Saved data entries
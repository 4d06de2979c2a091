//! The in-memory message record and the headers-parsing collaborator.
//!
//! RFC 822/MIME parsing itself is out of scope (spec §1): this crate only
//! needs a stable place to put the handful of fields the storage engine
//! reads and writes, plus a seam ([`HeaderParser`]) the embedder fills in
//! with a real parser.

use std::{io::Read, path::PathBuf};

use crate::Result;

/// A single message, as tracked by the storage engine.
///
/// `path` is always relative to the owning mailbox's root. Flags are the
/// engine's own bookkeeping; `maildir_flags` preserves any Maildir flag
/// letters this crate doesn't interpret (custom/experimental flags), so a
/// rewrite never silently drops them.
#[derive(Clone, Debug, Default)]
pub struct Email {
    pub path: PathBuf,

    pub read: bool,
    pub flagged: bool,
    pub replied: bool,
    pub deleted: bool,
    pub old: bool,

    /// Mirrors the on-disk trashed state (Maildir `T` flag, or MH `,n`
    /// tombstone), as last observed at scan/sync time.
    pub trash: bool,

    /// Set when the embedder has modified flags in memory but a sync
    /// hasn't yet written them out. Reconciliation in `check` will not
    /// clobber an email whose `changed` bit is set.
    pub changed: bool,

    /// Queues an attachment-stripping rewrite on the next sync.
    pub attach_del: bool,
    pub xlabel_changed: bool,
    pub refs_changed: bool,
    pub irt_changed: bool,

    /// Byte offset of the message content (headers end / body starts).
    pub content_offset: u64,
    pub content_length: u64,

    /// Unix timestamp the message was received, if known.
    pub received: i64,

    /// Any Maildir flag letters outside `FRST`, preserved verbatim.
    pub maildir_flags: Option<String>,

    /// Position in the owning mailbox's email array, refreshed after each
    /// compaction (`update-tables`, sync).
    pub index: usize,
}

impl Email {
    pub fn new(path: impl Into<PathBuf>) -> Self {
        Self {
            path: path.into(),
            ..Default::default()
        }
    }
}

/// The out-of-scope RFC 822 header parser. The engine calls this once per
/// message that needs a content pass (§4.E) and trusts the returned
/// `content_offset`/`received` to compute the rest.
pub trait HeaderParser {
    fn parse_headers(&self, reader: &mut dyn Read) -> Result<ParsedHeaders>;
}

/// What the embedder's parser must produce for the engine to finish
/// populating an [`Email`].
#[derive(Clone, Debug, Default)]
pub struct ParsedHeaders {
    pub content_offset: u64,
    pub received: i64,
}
...
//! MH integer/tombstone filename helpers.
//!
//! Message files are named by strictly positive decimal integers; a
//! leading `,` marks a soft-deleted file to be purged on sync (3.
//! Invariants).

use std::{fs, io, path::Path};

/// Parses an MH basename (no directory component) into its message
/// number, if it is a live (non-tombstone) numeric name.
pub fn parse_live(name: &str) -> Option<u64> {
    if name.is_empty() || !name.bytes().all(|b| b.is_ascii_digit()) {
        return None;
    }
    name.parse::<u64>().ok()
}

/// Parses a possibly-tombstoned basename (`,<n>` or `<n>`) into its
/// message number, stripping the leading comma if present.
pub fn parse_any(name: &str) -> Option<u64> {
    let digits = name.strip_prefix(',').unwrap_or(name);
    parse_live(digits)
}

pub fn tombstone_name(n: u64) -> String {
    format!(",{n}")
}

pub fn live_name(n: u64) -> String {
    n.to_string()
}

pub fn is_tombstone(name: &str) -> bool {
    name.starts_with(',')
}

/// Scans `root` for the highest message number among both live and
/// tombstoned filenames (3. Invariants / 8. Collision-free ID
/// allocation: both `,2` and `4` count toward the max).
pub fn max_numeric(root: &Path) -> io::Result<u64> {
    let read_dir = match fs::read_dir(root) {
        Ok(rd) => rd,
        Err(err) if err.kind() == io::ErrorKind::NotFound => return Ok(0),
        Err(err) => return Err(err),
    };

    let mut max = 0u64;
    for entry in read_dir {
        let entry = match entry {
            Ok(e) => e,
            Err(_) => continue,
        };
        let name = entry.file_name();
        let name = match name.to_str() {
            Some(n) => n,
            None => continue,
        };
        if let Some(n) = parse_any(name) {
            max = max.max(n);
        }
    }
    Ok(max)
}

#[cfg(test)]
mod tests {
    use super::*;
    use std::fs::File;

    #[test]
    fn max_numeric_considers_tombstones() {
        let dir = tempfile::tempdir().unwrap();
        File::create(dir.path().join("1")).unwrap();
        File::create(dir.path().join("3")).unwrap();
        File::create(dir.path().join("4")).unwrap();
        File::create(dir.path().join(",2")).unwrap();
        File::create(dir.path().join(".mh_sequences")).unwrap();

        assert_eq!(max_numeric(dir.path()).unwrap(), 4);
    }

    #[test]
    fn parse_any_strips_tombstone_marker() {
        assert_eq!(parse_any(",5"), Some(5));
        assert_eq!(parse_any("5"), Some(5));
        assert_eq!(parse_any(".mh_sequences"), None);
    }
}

* Exercise instructions
Given the data above, transcribe exactly the lines from the one containing "Flags are the" down to the one containing "pub trait HeaderParser", and no others.

* Task response
/// `path` is always relative to the owning mailbox's root. Flags are the
/// engine's own bookkeeping; `maildir_flags` preserves any Maildir flag
/// letters this crate doesn't interpret (custom/experimental flags), so a
/// rewrite never silently drops them.
#[derive(Clone, Debug, Default)]
pub struct Email {
    pub path: PathBuf,

    pub read: bool,
    pub flagged: bool,
    pub replied: bool,
    pub deleted: bool,
    pub old: bool,

    /// Mirrors the on-disk trashed state (Maildir `T` flag, or MH `,n`
    /// tombstone), as last observed at scan/sync time.
    pub trash: bool,

    /// Set when the embedder has modified flags in memory but a sync
    /// hasn't yet written them out. Reconciliation in `check` will not
    /// clobber an email whose `changed` bit is set.
    pub changed: bool,

    /// Queues an attachment-stripping rewrite on the next sync.
    pub attach_del: bool,
    pub xlabel_changed: bool,
    pub refs_changed: bool,
    pub irt_changed: bool,

    /// Byte offset of the message content (headers end / body starts).
    pub content_offset: u64,
    pub content_length: u64,

    /// Unix timestamp the message was received, if known.
    pub received: i64,

    /// Any Maildir flag letters outside `FRST`, preserved verbatim.
    pub maildir_flags: Option<String>,

    /// Position in the owning mailbox's email array, refreshed after each
    /// compaction (`update-tables`, sync).
    pub index: usize,
}

impl Email {
    pub fn new(path: impl Into<PathBuf>) -> Self {
        Self {
            path: path.into(),
            ..Default::default()
        }
    }
}

/// The out-of-scope RFC 822 header parser. The engine calls this once per
/// message that needs a content pass (§4.E) and trusts the returned
/// `content_offset`/`received` to compute the rest.
pub trait HeaderParser {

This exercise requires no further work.